Dataset entries:
+++
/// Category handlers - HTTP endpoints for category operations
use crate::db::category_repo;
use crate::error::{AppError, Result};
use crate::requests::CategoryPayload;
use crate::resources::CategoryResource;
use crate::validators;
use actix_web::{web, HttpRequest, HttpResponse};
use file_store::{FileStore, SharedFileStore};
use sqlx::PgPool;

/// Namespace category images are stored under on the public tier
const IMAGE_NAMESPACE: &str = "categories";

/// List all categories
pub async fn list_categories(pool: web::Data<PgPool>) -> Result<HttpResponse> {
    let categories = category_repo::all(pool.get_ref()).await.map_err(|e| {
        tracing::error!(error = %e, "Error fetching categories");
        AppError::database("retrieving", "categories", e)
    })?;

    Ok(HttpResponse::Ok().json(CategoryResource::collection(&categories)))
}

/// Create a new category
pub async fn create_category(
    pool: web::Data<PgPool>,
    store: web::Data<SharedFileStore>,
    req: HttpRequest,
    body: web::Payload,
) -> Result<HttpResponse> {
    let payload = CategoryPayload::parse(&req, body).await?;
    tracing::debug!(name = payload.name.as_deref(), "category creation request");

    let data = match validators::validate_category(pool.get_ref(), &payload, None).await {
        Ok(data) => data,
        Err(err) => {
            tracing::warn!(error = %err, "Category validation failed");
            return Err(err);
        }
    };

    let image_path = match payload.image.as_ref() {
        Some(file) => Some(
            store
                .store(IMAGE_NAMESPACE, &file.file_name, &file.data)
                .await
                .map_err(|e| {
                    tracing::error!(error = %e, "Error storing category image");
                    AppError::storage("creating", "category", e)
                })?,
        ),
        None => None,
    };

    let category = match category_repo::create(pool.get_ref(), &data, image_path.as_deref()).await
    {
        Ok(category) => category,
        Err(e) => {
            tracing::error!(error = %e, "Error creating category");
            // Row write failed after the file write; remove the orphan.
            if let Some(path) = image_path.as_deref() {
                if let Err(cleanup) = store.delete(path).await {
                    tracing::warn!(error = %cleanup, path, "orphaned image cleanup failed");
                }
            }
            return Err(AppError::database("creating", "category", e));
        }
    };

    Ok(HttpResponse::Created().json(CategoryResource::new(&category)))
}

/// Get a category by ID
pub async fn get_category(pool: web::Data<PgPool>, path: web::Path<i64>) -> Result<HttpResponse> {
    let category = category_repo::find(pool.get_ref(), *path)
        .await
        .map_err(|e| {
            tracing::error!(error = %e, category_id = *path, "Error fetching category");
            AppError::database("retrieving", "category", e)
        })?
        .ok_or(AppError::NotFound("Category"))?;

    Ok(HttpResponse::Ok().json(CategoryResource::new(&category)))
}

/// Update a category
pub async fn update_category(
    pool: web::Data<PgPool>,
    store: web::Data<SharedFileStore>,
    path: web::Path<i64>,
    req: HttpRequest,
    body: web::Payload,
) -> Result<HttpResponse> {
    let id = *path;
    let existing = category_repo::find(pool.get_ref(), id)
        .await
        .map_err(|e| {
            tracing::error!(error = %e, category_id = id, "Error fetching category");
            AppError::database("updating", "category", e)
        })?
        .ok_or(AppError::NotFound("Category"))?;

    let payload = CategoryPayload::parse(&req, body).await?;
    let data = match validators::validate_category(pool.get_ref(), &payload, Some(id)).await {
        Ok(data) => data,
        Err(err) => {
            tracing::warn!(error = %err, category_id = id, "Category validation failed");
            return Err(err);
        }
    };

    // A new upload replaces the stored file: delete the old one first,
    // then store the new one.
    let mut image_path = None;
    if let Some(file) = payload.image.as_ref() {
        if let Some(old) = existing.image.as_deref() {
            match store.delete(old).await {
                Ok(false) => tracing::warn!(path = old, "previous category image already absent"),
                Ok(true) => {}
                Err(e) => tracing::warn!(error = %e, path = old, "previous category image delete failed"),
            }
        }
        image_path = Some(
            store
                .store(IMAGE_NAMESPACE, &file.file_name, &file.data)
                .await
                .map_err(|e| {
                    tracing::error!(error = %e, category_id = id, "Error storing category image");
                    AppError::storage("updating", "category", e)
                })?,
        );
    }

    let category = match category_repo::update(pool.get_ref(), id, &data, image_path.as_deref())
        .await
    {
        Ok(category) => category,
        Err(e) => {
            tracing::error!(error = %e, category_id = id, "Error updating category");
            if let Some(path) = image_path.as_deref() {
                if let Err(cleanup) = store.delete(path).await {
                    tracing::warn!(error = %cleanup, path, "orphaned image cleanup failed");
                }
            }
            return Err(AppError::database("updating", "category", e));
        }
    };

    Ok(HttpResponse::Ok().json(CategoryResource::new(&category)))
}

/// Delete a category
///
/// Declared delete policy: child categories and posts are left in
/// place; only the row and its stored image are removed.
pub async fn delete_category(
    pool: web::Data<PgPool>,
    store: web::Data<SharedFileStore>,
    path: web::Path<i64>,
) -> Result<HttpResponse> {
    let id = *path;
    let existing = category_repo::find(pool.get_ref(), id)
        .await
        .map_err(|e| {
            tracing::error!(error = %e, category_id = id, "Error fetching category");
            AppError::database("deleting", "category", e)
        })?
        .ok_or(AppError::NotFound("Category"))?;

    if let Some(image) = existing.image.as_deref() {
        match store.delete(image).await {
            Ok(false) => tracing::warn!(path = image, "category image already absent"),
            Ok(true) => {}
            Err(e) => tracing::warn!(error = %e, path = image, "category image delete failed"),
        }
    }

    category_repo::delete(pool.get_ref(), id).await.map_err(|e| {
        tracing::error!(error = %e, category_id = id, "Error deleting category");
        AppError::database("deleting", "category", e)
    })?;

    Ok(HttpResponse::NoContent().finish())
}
+++
__What is being asked__:
Please give each line above again, word for word.

__The answer__:
/// Category handlers - HTTP endpoints for category operations
use crate::db::category_repo;
use crate::error::{AppError, Result};
use crate::requests::CategoryPayload;
use crate::resources::CategoryResource;
use crate::validators;
use actix_web::{web, HttpRequest, HttpResponse};
use file_store::{FileStore, SharedFileStore};
use sqlx::PgPool;

/// Namespace category images are stored under on the public tier
const IMAGE_NAMESPACE: &str = "categories";

/// List all categories
pub async fn list_categories(pool: web::Data<PgPool>) -> Result<HttpResponse> {
    let categories = category_repo::all(pool.get_ref()).await.map_err(|e| {
        tracing::error!(error = %e, "Error fetching categories");
        AppError::database("retrieving", "categories", e)
    })?;

    Ok(HttpResponse::Ok().json(CategoryResource::collection(&categories)))
}

/// Create a new category
pub async fn create_category(
    pool: web::Data<PgPool>,
    store: web::Data<SharedFileStore>,
    req: HttpRequest,
    body: web::Payload,
) -> Result<HttpResponse> {
    let payload = CategoryPayload::parse(&req, body).await?;
    tracing::debug!(name = payload.name.as_deref(), "category creation request");

    let data = match validators::validate_category(pool.get_ref(), &payload, None).await {
        Ok(data) => data,
        Err(err) => {
            tracing::warn!(error = %err, "Category validation failed");
            return Err(err);
        }
    };

    let image_path = match payload.image.as_ref() {
        Some(file) => Some(
            store
                .store(IMAGE_NAMESPACE, &file.file_name, &file.data)
                .await
                .map_err(|e| {
                    tracing::error!(error = %e, "Error storing category image");
                    AppError::storage("creating", "category", e)
                })?,
        ),
        None => None,
    };

    let category = match category_repo::create(pool.get_ref(), &data, image_path.as_deref()).await
    {
        Ok(category) => category,
        Err(e) => {
            tracing::error!(error = %e, "Error creating category");
            // Row write failed after the file write; remove the orphan.
            if let Some(path) = image_path.as_deref() {
                if let Err(cleanup) = store.delete(path).await {
                    tracing::warn!(error = %cleanup, path, "orphaned image cleanup failed");
                }
            }
            return Err(AppError::database("creating", "category", e));
        }
    };

    Ok(HttpResponse::Created().json(CategoryResource::new(&category)))
}

/// Get a category by ID
pub async fn get_category(pool: web::Data<PgPool>, path: web::Path<i64>) -> Result<HttpResponse> {
    let category = category_repo::find(pool.get_ref(), *path)
        .await
        .map_err(|e| {
            tracing::error!(error = %e, category_id = *path, "Error fetching category");
            AppError::database("retrieving", "category", e)
        })?
        .ok_or(AppError::NotFound("Category"))?;

    Ok(HttpResponse::Ok().json(CategoryResource::new(&category)))
}

/// Update a category
pub async fn update_category(
    pool: web::Data<PgPool>,
    store: web::Data<SharedFileStore>,
    path: web::Path<i64>,
    req: HttpRequest,
    body: web::Payload,
) -> Result<HttpResponse> {
    let id = *path;
    let existing = category_repo::find(pool.get_ref(), id)
        .await
        .map_err(|e| {
            tracing::error!(error = %e, category_id = id, "Error fetching category");
            AppError::database("updating", "category", e)
        })?
        .ok_or(AppError::NotFound("Category"))?;

    let payload = CategoryPayload::parse(&req, body).await?;
    let data = match validators::validate_category(pool.get_ref(), &payload, Some(id)).await {
        Ok(data) => data,
        Err(err) => {
            tracing::warn!(error = %err, category_id = id, "Category validation failed");
            return Err(err);
        }
    };

    // A new upload replaces the stored file: delete the old one first,
    // then store the new one.
    let mut image_path = None;
    if let Some(file) = payload.image.as_ref() {
        if let Some(old) = existing.image.as_deref() {
            match store.delete(old).await {
                Ok(false) => tracing::warn!(path = old, "previous category image already absent"),
                Ok(true) => {}
                Err(e) => tracing::warn!(error = %e, path = old, "previous category image delete failed"),
            }
        }
        image_path = Some(
            store
                .store(IMAGE_NAMESPACE, &file.file_name, &file.data)
                .await
                .map_err(|e| {
                    tracing::error!(error = %e, category_id = id, "Error storing category image");
                    AppError::storage("updating", "category", e)
                })?,
        );
    }

    let category = match category_repo::update(pool.get_ref(), id, &data, image_path.as_deref())
        .await
    {
        Ok(category) => category,
        Err(e) => {
            tracing::error!(error = %e, category_id = id, "Error updating category");
            if let Some(path) = image_path.as_deref() {
                if let Err(cleanup) = store.delete(path).await {
                    tracing::warn!(error = %cleanup, path, "orphaned image cleanup failed");
                }
            }
            return Err(AppError::database("updating", "category", e));
        }
    };

    Ok(HttpResponse::Ok().json(CategoryResource::new(&category)))
}

/// Delete a category
///
/// Declared delete policy: child categories and posts are left in
/// place; only the row and its stored image are removed.
pub async fn delete_category(
    pool: web::Data<PgPool>,
    store: web::Data<SharedFileStore>,
    path: web::Path<i64>,
) -> Result<HttpResponse> {
    let id = *path;
    let existing = category_repo::find(pool.get_ref(), id)
        .await
        .map_err(|e| {
            tracing::error!(error = %e, category_id = id, "Error fetching category");
            AppError::database("deleting", "category", e)
        })?
        .ok_or(AppError::NotFound("Category"))?;

    if let Some(image) = existing.image.as_deref() {
        match store.delete(image).await {
            Ok(false) => tracing::warn!(path = image, "category image already absent"),
            Ok(true) => {}
            Err(e) => tracing::warn!(error = %e, path = image, "category image delete failed"),
        }
    }

    category_repo::delete(pool.get_ref(), id).await.map_err(|e| {
        tracing::error!(error = %e, category_id = id, "Error deleting category");
        AppError::database("deleting", "category", e)
    })?;

    Ok(HttpResponse::NoContent().finish())
}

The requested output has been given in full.